When identifying codes manually it was necessary to record the relevant code, in the margin of the transcript using different coloured highlighter pens. An A4 notebook proved useful in recording where codes could be found across the data set. Participant’s names were listed across the top of the page so that when codes were later identified in relation to each participant they could be added to the column
165 below. The recorded information comprised page numbers, from transcripts, observation notes and documentation, and a phrase or two for clarification. If a section of data encompassed one of the a priori themes then it was appropriate to attach a code. In instances where no relevant theme existed, a new one was added or an existing code was modified (See Appendix D, for the template used on the theme of support).
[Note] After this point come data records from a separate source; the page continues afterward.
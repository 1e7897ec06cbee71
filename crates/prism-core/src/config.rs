//! Configuration system for the Prism presentation foundation

use crate::error::{PrismError, Result};
use crate::logging::{self, LogLevel};
use parking_lot::RwLock;
use serde::{Deserialize, Serialize};
use std::collections::HashMap;
use std::sync::{Arc, OnceLock};

/// Global configuration for Prism
#[derive(Debug, Clone, Default, Serialize, Deserialize)]
#[serde(default)]
pub struct PrismConfig {
    /// Logging configuration
    pub logging: LoggingConfig,
    /// Template instantiation policies
    pub instantiation: InstantiationConfig,
    /// Style sheet and trigger policies
    pub styling: StylingConfig,
}

/// Logging configuration
#[derive(Debug, Clone, Serialize, Deserialize)]
#[serde(default)]
pub struct LoggingConfig {
    /// Level used for categories without an explicit entry
    pub default_level: String,
    /// Category-specific log levels (category name -> level string)
    pub category_levels: HashMap<String, String>,
    /// Rate limiting duration in seconds
    pub rate_limit_seconds: u64,
    /// Maximum number of messages before rate limiting kicks in
    pub max_rate_limit_count: u32,
}

/// What a standard-property mutator does when its target property is missing or read-only
#[derive(Debug, Clone, Copy, PartialEq, Eq, Serialize, Deserialize)]
pub enum InvalidTargetPolicy {
    /// Fail the whole instantiation
    Abort,
    /// Log a warning and continue with the next mutator
    Skip,
}

/// Template instantiation configuration
#[derive(Debug, Clone, Serialize, Deserialize)]
#[serde(default)]
pub struct InstantiationConfig {
    pub invalid_target_policy: InvalidTargetPolicy,
    /// Check every type name against the factory registry before instantiating
    pub validate_templates: bool,
}

/// Styling configuration
#[derive(Debug, Clone, Serialize, Deserialize)]
#[serde(default)]
pub struct StylingConfig {
    /// Force the global style sheet in when the UI subsystem rejects it
    pub retry_failed_validation: bool,
}

impl Default for LoggingConfig {
    fn default() -> Self {
        let mut category_levels = HashMap::new();

        category_levels.insert("core".to_string(), "info".to_string());
        category_levels.insert("properties".to_string(), "info".to_string());
        category_levels.insert("uvml".to_string(), "info".to_string());
        category_levels.insert("styles".to_string(), "info".to_string());
        category_levels.insert("triggers".to_string(), "warn".to_string()); // Fires every frame
        category_levels.insert("content".to_string(), "info".to_string());

        Self {
            default_level: "info".to_string(),
            category_levels,
            rate_limit_seconds: 5,
            max_rate_limit_count: 10,
        }
    }
}

impl Default for InstantiationConfig {
    fn default() -> Self {
        Self {
            invalid_target_policy: InvalidTargetPolicy::Abort,
            validate_templates: true,
        }
    }
}

impl Default for StylingConfig {
    fn default() -> Self {
        Self {
            retry_failed_validation: true,
        }
    }
}

impl PrismConfig {
    /// Parse a configuration from JSON. Missing sections fall back to defaults.
    pub fn from_json_str(json: &str) -> Result<Self> {
        serde_json::from_str(json)
            .map_err(|e| PrismError::configuration(format!("Invalid configuration: {}", e)))
    }

    /// Serialize the configuration to pretty-printed JSON
    pub fn to_json_string(&self) -> Result<String> {
        serde_json::to_string_pretty(self)
            .map_err(|e| PrismError::configuration(format!("Cannot serialize configuration: {}", e)))
    }
}

/// Global configuration manager
#[derive(Debug)]
pub struct ConfigManager {
    config: Arc<RwLock<PrismConfig>>,
}

impl ConfigManager {
    /// Create a new configuration manager with default settings
    pub fn new() -> Self {
        Self::with_config(PrismConfig::default())
    }

    /// Create a configuration manager with custom config
    pub fn with_config(config: PrismConfig) -> Self {
        Self {
            config: Arc::new(RwLock::new(config)),
        }
    }

    /// Get a copy of the current configuration
    pub fn get_config(&self) -> PrismConfig {
        self.config.read().clone()
    }

    /// Update the configuration
    pub fn update_config<F>(&self, updater: F)
    where
        F: FnOnce(&mut PrismConfig),
    {
        updater(&mut self.config.write());
    }

    /// Get the current logging configuration
    pub fn get_logging_config(&self) -> LoggingConfig {
        self.config.read().logging.clone()
    }

    /// Get the current instantiation configuration
    pub fn get_instantiation_config(&self) -> InstantiationConfig {
        self.config.read().instantiation.clone()
    }

    /// Get the current styling configuration
    pub fn get_styling_config(&self) -> StylingConfig {
        self.config.read().styling.clone()
    }

    /// Set log level for a specific category
    ///
    /// Changes to the global manager take effect on the running logger.
    pub fn set_category_level(&self, category: &str, level: &str) -> Result<()> {
        let level: LogLevel = level.parse()?;
        self.update_config(|config| {
            config
                .logging
                .category_levels
                .insert(category.to_string(), level.to_string());
        });

        if get_config_manager().is_some_and(|global| std::ptr::eq(global, self)) {
            logging::reconfigure(&self.get_logging_config())?;
        }
        Ok(())
    }

    /// Get log level for a specific category
    pub fn get_category_level(&self, category: &str) -> Option<String> {
        self.config.read().logging.category_levels.get(category).cloned()
    }
}

impl Default for ConfigManager {
    fn default() -> Self {
        Self::new()
    }
}

/// Global configuration instance
static CONFIG_MANAGER: OnceLock<ConfigManager> = OnceLock::new();

/// Initialize the global configuration manager
pub fn init_config() -> &'static ConfigManager {
    CONFIG_MANAGER.get_or_init(ConfigManager::new)
}

/// Initialize the global configuration manager with custom config
pub fn init_config_with(config: PrismConfig) -> &'static ConfigManager {
    CONFIG_MANAGER.get_or_init(|| ConfigManager::with_config(config))
}

/// Get the global configuration manager
pub fn get_config_manager() -> Option<&'static ConfigManager> {
    CONFIG_MANAGER.get()
}

#[cfg(test)]
mod tests {
    use super::*;

    #[test]
    fn test_default_config() {
        let config = PrismConfig::default();

        assert_eq!(
            config.instantiation.invalid_target_policy,
            InvalidTargetPolicy::Abort
        );
        assert!(config.instantiation.validate_templates);
        assert!(config.styling.retry_failed_validation);
        assert_eq!(
            config.logging.category_levels.get("triggers"),
            Some(&"warn".to_string())
        );
    }

    #[test]
    fn test_partial_json_uses_defaults() {
        let config = PrismConfig::from_json_str(
            r#"{ "instantiation": { "invalid_target_policy": "Skip" } }"#,
        )
        .unwrap();

        assert_eq!(
            config.instantiation.invalid_target_policy,
            InvalidTargetPolicy::Skip
        );
        assert!(config.instantiation.validate_templates);
        assert_eq!(config.logging.default_level, "info");
    }

    #[test]
    fn test_invalid_json_is_configuration_error() {
        let err = PrismConfig::from_json_str("{ nope").unwrap_err();
        assert!(matches!(err, PrismError::Configuration { .. }));
    }

    #[test]
    fn test_config_manager() {
        let manager = ConfigManager::new();

        manager.set_category_level("uvml", "TRACE").unwrap();
        assert!(manager.set_category_level("uvml", "loud").is_err());
        assert_eq!(manager.get_category_level("uvml"), Some("trace".to_string()));

        manager.update_config(|c| c.styling.retry_failed_validation = false);
        assert!(!manager.get_styling_config().retry_failed_validation);
    }
}
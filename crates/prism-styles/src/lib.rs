//! UVSS styling for the Prism presentation foundation
//!
//! Parsed [`UvssDocument`]s are combined into a [`CompositeUvssDocument`]
//! which writes setter values into the Styled layer of matching elements and
//! drives the [`Trigger`] state machines of their rules. The application-wide
//! sheet is a [`GlobalStyleSheet`] installed through a [`StyleSheetHost`].

pub mod action;
pub mod composite;
pub mod document;
pub mod global;
pub mod selector;
pub mod trigger;

pub use action::{
    PlaySoundTriggerAction, SetTriggeredValueTriggerAction, SoundEffect, TriggerAction,
    TriggerActionCollection,
};
pub use composite::CompositeUvssDocument;
pub use document::{UvssDocument, UvssRule, UvssSetter};
pub use global::{GlobalStyleSheet, StyleSheetHost, UiStyleHost};
pub use selector::{SelectorPart, Specificity, UvssSelector};
pub use trigger::{Trigger, TriggerComparison, TriggerCondition, TriggerState, TriggerTransition};

/// Re-export commonly used types
pub mod prelude {
    pub use crate::{
        action::{PlaySoundTriggerAction, SetTriggeredValueTriggerAction, TriggerAction},
        composite::CompositeUvssDocument,
        document::{UvssDocument, UvssRule},
        global::{GlobalStyleSheet, UiStyleHost},
        selector::UvssSelector,
        trigger::{Trigger, TriggerComparison},
    };
}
Changing the template to accommodate the text made analysis more inductive. As the process continued more themes emerged, this resulted in going back to previously coded data to see if there was any evidence of information previously not recognised as significant, this avoided the risk of missing information about the underlying structures and mechanisms. The coding exercise was initially undertaken independently, however later modified as different iterations of the findings chapter emerged during the write up stage.